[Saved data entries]
-- Opening Marker --
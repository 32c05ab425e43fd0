// Event loop: offloads work to a rayon pool and runs completions on the
// thread that drives the loop.
//
// `queue_work(work, after)` spawns `work` on the pool. When it finishes, its
// result is parked in a per-job one-shot channel and the job id is posted to
// the loop's notification channel. `run`, `run_once` and `poll` pick up
// notifications and call `after(result)` on the driving thread, which is
// where all session state lives.

use std::cell::{Cell, RefCell};
use std::collections::HashMap;
use std::panic::{self, AssertUnwindSafe};

use crossbeam::channel::{self, Receiver, Sender, TryRecvError};
use log::{error, trace};

/// Worker pool settings.
#[derive(Debug, Clone)]
pub struct WorkerConfig {
    /// Pool size; `0` lets rayon pick (one thread per core).
    pub threads: usize,
    pub thread_name_prefix: String,
}

impl Default for WorkerConfig {
    fn default() -> Self {
        Self {
            threads: 0,
            thread_name_prefix: "oxiflate-worker".to_string(),
        }
    }
}

#[derive(Debug, thiserror::Error)]
pub enum WorkerError {
    #[error("failed to start worker pool: {0}")]
    Pool(#[from] rayon::ThreadPoolBuildError),
}

type Completion = Box<dyn FnOnce()>;

/// Single-threaded completion queue in front of a worker pool.
///
/// Not `Send`: it must be driven from the thread that queues work.
pub struct EventLoop {
    pool: rayon::ThreadPool,
    done_tx: Sender<u64>,
    done_rx: Receiver<u64>,
    pending: RefCell<HashMap<u64, Completion>>,
    next_id: Cell<u64>,
}

impl EventLoop {
    pub fn new() -> Result<Self, WorkerError> {
        Self::with_config(&WorkerConfig::default())
    }

    pub fn with_config(config: &WorkerConfig) -> Result<Self, WorkerError> {
        let prefix = config.thread_name_prefix.clone();
        let pool = rayon::ThreadPoolBuilder::new()
            .num_threads(config.threads)
            .thread_name(move |i| format!("{prefix}-{i}"))
            .build()?;
        let (done_tx, done_rx) = channel::unbounded();
        Ok(Self {
            pool,
            done_tx,
            done_rx,
            pending: RefCell::new(HashMap::new()),
            next_id: Cell::new(0),
        })
    }

    pub fn threads(&self) -> usize {
        self.pool.current_num_threads()
    }

    /// Run `work` on the pool, then `after` with its result on the thread
    /// driving this loop. A panic in `work` resumes in the driver.
    pub fn queue_work<T, W, A>(&self, work: W, after: A)
    where
        T: Send + 'static,
        W: FnOnce() -> T + Send + 'static,
        A: FnOnce(T) + 'static,
    {
        let id = self.next_id.get();
        self.next_id.set(id + 1);

        let (result_tx, result_rx) = channel::bounded::<std::thread::Result<T>>(1);
        let done = self.done_tx.clone();
        self.pool.spawn(move || {
            let result = panic::catch_unwind(AssertUnwindSafe(work));
            // Result before notification: the completion reads it right away.
            let _ = result_tx.send(result);
            let _ = done.send(id);
        });

        let completion: Completion = Box::new(move || match result_rx.recv() {
            Ok(Ok(value)) => after(value),
            Ok(Err(payload)) => panic::resume_unwind(payload),
            Err(_) => error!("work item {id} finished without a result"),
        });
        self.pending.borrow_mut().insert(id, completion);
        trace!("queued work item {id}");
    }

    /// Work items queued whose completion has not run yet.
    pub fn pending(&self) -> usize {
        self.pending.borrow().len()
    }

    /// Block for the next finished item and run its completion. Returns
    /// `false` when nothing is outstanding.
    pub fn run_once(&self) -> bool {
        if self.pending() == 0 {
            return false;
        }
        match self.done_rx.recv() {
            Ok(id) => {
                self.dispatch(id);
                true
            }
            Err(_) => false,
        }
    }

    /// Run completions until nothing is outstanding, including work queued
    /// by the completions themselves.
    pub fn run(&self) -> usize {
        let mut ran = 0;
        while self.run_once() {
            ran += 1;
        }
        ran
    }

    /// Run the completions of already finished items without blocking.
    pub fn poll(&self) -> usize {
        let mut ran = 0;
        loop {
            match self.done_rx.try_recv() {
                Ok(id) => {
                    self.dispatch(id);
                    ran += 1;
                }
                Err(TryRecvError::Empty | TryRecvError::Disconnected) => return ran,
            }
        }
    }

    fn dispatch(&self, id: u64) {
        // Released before the call: completions may queue more work.
        let completion = self.pending.borrow_mut().remove(&id);
        if let Some(completion) = completion {
            trace!("completing work item {id}");
            completion();
        }
    }
}

impl std::fmt::Debug for EventLoop {
    fn fmt(&self, f: &mut std::fmt::Formatter<'_>) -> std::fmt::Result {
        f.debug_struct("EventLoop")
            .field("threads", &self.threads())
            .field("pending", &self.pending())
            .finish()
    }
}

impl Drop for EventLoop {
    fn drop(&mut self) {
        // Work cannot be cancelled; let every completion run.
        if !std::thread::panicking() {
            self.run();
        }
    }
}

// ---------------------------------------------------------------------------
// Tests
// ---------------------------------------------------------------------------
//! Oxiflate: a streaming zlib/gzip/deflate session engine.
//!
//! The crate provides:
//! - A pluggable codec seam with a flate2 backend (`codec`)
//! - Per-session state, auto-detection and chunk dispatch (`session`)
//! - A worker pool with control-thread completions (`worker`)
//! - Stream and file helpers (`io`)
//! - An optional CLI (`cli` feature)
//!
//! # Quick Start
//!
//! ```no_run
//! use oxiflate::codec::Flush;
//! use oxiflate::session::{Chunk, InitOptions, Mode, Session, WriteResult};
//!
//! let result = WriteResult::new();
//! let session = Session::new(Mode::Gzip);
//! session.init(InitOptions::default().with_level(6).with_result(result.clone())).unwrap();
//!
//! let mut out = vec![0u8; 256];
//! session.write_sync(Chunk::new(Flush::Finish, b"hello world", &mut out)).unwrap();
//! out.truncate(out.len() - result.avail_out());
//! session.close().unwrap();
//!
//! let plain = oxiflate::io::transform_bytes(&out, &oxiflate::io::TransformOptions::new(Mode::AutoUnzip)).unwrap();
//! assert_eq!(plain, b"hello world");
//! ```

pub mod codec;
pub mod error;
pub mod io;
pub mod session;
pub mod worker;

#[cfg(feature = "cli")]
pub mod cli;

pub use error::{InitError, SessionError, StreamError, StreamErrorKind, UsageError, WriteRejected};
pub use session::{Chunk, InitOptions, Mode, OwnedChunk, Session, WriteResult};
pub use worker::{EventLoop, WorkerConfig};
-- Closing Marker --
AIM OF THE EXERCISE:
The full set of lines above should be retyped without a single change.

EXPECTED OUTPUT:
repository 32c05ab425e43fd0
// Event loop: offloads work to a rayon pool and runs completions on the
// thread that drives the loop.
//
// `queue_work(work, after)` spawns `work` on the pool. When it finishes, its
// result is parked in a per-job one-shot channel and the job id is posted to
// the loop's notification channel. `run`, `run_once` and `poll` pick up
// notifications and call `after(result)` on the driving thread, which is
// where all session state lives.

use std::cell::{Cell, RefCell};
use std::collections::HashMap;
use std::panic::{self, AssertUnwindSafe};

use crossbeam::channel::{self, Receiver, Sender, TryRecvError};
use log::{error, trace};

/// Worker pool settings.
#[derive(Debug, Clone)]
pub struct WorkerConfig {
    /// Pool size; `0` lets rayon pick (one thread per core).
    pub threads: usize,
    pub thread_name_prefix: String,
}

impl Default for WorkerConfig {
    fn default() -> Self {
        Self {
            threads: 0,
            thread_name_prefix: "oxiflate-worker".to_string(),
        }
    }
}

#[derive(Debug, thiserror::Error)]
pub enum WorkerError {
    #[error("failed to start worker pool: {0}")]
    Pool(#[from] rayon::ThreadPoolBuildError),
}

type Completion = Box<dyn FnOnce()>;

/// Single-threaded completion queue in front of a worker pool.
///
/// Not `Send`: it must be driven from the thread that queues work.
pub struct EventLoop {
    pool: rayon::ThreadPool,
    done_tx: Sender<u64>,
    done_rx: Receiver<u64>,
    pending: RefCell<HashMap<u64, Completion>>,
    next_id: Cell<u64>,
}

impl EventLoop {
    pub fn new() -> Result<Self, WorkerError> {
        Self::with_config(&WorkerConfig::default())
    }

    pub fn with_config(config: &WorkerConfig) -> Result<Self, WorkerError> {
        let prefix = config.thread_name_prefix.clone();
        let pool = rayon::ThreadPoolBuilder::new()
            .num_threads(config.threads)
            .thread_name(move |i| format!("{prefix}-{i}"))
            .build()?;
        let (done_tx, done_rx) = channel::unbounded();
        Ok(Self {
            pool,
            done_tx,
            done_rx,
            pending: RefCell::new(HashMap::new()),
            next_id: Cell::new(0),
        })
    }

    pub fn threads(&self) -> usize {
        self.pool.current_num_threads()
    }

    /// Run `work` on the pool, then `after` with its result on the thread
    /// driving this loop. A panic in `work` resumes in the driver.
    pub fn queue_work<T, W, A>(&self, work: W, after: A)
    where
        T: Send + 'static,
        W: FnOnce() -> T + Send + 'static,
        A: FnOnce(T) + 'static,
    {
        let id = self.next_id.get();
        self.next_id.set(id + 1);

        let (result_tx, result_rx) = channel::bounded::<std::thread::Result<T>>(1);
        let done = self.done_tx.clone();
        self.pool.spawn(move || {
            let result = panic::catch_unwind(AssertUnwindSafe(work));
            // Result before notification: the completion reads it right away.
            let _ = result_tx.send(result);
            let _ = done.send(id);
        });

        let completion: Completion = Box::new(move || match result_rx.recv() {
            Ok(Ok(value)) => after(value),
            Ok(Err(payload)) => panic::resume_unwind(payload),
            Err(_) => error!("work item {id} finished without a result"),
        });
        self.pending.borrow_mut().insert(id, completion);
        trace!("queued work item {id}");
    }

    /// Work items queued whose completion has not run yet.
    pub fn pending(&self) -> usize {
        self.pending.borrow().len()
    }

    /// Block for the next finished item and run its completion. Returns
    /// `false` when nothing is outstanding.
    pub fn run_once(&self) -> bool {
        if self.pending() == 0 {
            return false;
        }
        match self.done_rx.recv() {
            Ok(id) => {
                self.dispatch(id);
                true
            }
            Err(_) => false,
        }
    }

    /// Run completions until nothing is outstanding, including work queued
    /// by the completions themselves.
    pub fn run(&self) -> usize {
        let mut ran = 0;
        while self.run_once() {
            ran += 1;
        }
        ran
    }

    /// Run the completions of already finished items without blocking.
    pub fn poll(&self) -> usize {
        let mut ran = 0;
        loop {
            match self.done_rx.try_recv() {
                Ok(id) => {
                    self.dispatch(id);
                    ran += 1;
                }
                Err(TryRecvError::Empty | TryRecvError::Disconnected) => return ran,
            }
        }
    }

    fn dispatch(&self, id: u64) {
        // Released before the call: completions may queue more work.
        let completion = self.pending.borrow_mut().remove(&id);
        if let Some(completion) = completion {
            trace!("completing work item {id}");
            completion();
        }
    }
}

impl std::fmt::Debug for EventLoop {
    fn fmt(&self, f: &mut std::fmt::Formatter<'_>) -> std::fmt::Result {
        f.debug_struct("EventLoop")
            .field("threads", &self.threads())
            .field("pending", &self.pending())
            .finish()
    }
}

impl Drop for EventLoop {
    fn drop(&mut self) {
        // Work cannot be cancelled; let every completion run.
        if !std::thread::panicking() {
            self.run();
        }
    }
}

// ---------------------------------------------------------------------------
// Tests
// ---------------------------------------------------------------------------
//! Oxiflate: a streaming zlib/gzip/deflate session engine.
//!
//! The crate provides:
//! - A pluggable codec seam with a flate2 backend (`codec`)
//! - Per-session state, auto-detection and chunk dispatch (`session`)
//! - A worker pool with control-thread completions (`worker`)
//! - Stream and file helpers (`io`)
//! - An optional CLI (`cli` feature)
//!
//! # Quick Start
//!
//! ```no_run
//! use oxiflate::codec::Flush;
//! use oxiflate::session::{Chunk, InitOptions, Mode, Session, WriteResult};
//!
//! let result = WriteResult::new();
//! let session = Session::new(Mode::Gzip);
//! session.init(InitOptions::default().with_level(6).with_result(result.clone())).unwrap();
//!
//! let mut out = vec![0u8; 256];
//! session.write_sync(Chunk::new(Flush::Finish, b"hello world", &mut out)).unwrap();
//! out.truncate(out.len() - result.avail_out());
//! session.close().unwrap();
//!
//! let plain = oxiflate::io::transform_bytes(&out, &oxiflate::io::TransformOptions::new(Mode::AutoUnzip)).unwrap();
//! assert_eq!(plain, b"hello world");
//! ```

pub mod codec;
pub mod error;
pub mod io;
pub mod session;
pub mod worker;

#[cfg(feature = "cli")]
pub mod cli;

pub use error::{InitError, SessionError, StreamError, StreamErrorKind, UsageError, WriteRejected};
pub use session::{Chunk, InitOptions, Mode, OwnedChunk, Session, WriteResult};
pub use worker::{EventLoop, WorkerConfig};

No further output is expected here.